### Exercise prompt:
Check every line of the entries that follow, and copy the ones containing "proof".

*** Opening of The input ***

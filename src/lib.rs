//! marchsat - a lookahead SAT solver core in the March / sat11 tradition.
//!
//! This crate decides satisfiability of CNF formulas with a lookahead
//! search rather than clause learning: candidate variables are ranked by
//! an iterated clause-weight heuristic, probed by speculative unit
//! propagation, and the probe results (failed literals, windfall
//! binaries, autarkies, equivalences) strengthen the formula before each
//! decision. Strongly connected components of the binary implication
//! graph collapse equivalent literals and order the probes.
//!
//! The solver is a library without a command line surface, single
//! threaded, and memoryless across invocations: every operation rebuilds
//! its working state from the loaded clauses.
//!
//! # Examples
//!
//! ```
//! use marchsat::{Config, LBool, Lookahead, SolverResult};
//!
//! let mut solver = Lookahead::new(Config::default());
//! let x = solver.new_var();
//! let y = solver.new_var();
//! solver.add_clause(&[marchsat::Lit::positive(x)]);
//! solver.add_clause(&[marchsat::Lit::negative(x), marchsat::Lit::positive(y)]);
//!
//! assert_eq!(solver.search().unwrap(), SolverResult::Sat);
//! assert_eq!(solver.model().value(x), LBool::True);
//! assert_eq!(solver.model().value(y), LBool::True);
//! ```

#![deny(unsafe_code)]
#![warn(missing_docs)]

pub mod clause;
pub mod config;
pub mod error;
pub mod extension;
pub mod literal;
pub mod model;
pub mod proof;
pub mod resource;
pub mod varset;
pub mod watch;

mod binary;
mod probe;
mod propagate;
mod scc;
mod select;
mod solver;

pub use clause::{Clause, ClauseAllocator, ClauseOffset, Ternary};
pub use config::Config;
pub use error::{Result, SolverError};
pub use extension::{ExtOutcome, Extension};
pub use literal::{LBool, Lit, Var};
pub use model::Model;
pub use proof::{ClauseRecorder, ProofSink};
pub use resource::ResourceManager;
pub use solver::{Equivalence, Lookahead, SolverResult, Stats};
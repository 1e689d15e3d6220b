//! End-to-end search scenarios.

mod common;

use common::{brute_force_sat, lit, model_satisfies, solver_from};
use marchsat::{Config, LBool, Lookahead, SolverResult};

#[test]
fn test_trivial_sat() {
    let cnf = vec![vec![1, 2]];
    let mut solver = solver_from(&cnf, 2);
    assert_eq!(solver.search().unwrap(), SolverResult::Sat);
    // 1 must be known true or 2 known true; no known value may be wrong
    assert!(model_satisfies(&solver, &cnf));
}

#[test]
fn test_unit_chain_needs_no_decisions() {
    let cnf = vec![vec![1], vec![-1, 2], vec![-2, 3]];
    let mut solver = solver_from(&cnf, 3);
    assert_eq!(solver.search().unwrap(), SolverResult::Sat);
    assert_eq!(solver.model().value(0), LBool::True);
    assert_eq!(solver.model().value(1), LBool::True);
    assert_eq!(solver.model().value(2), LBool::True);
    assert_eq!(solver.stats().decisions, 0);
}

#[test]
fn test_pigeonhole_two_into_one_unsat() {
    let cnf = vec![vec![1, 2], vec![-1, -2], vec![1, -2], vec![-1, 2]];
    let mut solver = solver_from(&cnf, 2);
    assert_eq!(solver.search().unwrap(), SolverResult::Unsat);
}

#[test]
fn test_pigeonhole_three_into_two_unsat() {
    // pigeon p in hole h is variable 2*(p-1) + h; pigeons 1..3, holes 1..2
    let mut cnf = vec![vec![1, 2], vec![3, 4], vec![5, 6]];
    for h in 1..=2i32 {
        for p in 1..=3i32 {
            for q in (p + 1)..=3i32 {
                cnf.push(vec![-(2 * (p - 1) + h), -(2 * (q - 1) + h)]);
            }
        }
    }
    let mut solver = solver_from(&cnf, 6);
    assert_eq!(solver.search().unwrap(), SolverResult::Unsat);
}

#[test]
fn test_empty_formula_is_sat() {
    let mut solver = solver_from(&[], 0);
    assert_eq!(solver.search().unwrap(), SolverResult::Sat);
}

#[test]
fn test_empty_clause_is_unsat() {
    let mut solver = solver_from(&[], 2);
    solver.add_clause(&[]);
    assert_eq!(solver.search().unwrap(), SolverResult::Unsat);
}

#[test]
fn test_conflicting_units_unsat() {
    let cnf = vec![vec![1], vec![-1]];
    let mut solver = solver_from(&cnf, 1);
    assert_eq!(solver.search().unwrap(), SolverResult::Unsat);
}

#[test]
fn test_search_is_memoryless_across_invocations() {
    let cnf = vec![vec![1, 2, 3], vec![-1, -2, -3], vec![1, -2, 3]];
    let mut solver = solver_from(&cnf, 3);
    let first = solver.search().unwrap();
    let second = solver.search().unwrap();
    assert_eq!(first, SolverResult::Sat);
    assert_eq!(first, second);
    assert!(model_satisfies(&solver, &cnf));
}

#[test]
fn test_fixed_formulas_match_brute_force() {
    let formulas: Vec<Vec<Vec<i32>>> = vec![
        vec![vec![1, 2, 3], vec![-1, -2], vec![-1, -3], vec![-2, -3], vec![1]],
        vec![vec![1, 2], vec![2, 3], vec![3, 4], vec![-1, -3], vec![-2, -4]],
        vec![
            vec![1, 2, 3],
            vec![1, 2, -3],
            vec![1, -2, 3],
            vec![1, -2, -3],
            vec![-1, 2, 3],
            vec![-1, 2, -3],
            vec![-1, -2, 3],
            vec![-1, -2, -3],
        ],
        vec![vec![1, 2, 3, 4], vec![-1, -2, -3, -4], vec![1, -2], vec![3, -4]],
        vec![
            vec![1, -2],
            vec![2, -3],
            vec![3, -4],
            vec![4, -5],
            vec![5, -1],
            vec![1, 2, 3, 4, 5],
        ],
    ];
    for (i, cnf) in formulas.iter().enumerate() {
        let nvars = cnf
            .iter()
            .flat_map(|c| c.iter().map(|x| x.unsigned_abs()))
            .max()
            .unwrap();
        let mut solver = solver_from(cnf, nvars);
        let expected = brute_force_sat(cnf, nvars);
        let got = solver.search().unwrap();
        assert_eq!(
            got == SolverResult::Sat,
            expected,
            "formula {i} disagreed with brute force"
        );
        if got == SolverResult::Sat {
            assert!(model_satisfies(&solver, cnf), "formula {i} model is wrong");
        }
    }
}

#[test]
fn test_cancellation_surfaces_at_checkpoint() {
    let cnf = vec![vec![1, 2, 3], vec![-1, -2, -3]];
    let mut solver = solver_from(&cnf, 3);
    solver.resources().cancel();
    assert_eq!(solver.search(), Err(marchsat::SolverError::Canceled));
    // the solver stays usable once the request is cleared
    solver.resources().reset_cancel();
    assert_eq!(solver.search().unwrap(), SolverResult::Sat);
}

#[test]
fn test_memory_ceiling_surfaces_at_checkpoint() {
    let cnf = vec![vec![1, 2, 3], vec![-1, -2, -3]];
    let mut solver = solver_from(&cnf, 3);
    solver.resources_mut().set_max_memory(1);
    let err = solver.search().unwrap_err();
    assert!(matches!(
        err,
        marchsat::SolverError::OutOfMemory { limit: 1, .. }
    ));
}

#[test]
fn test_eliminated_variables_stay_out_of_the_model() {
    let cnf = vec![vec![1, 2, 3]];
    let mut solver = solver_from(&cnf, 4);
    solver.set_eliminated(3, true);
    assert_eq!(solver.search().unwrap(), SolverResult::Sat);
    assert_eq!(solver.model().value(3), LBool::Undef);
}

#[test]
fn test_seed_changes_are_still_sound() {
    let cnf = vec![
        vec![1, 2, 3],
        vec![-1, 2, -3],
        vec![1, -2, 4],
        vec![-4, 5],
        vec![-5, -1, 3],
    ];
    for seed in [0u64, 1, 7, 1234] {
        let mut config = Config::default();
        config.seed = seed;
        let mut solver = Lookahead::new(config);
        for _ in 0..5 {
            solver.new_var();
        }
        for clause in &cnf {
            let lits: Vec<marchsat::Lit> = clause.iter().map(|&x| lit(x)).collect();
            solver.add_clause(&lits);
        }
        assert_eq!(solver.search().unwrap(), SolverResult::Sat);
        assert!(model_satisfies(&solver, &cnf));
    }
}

*** Close of The input ***

### Answer area:
pub mod proof;
pub use proof::{ClauseRecorder, ProofSink};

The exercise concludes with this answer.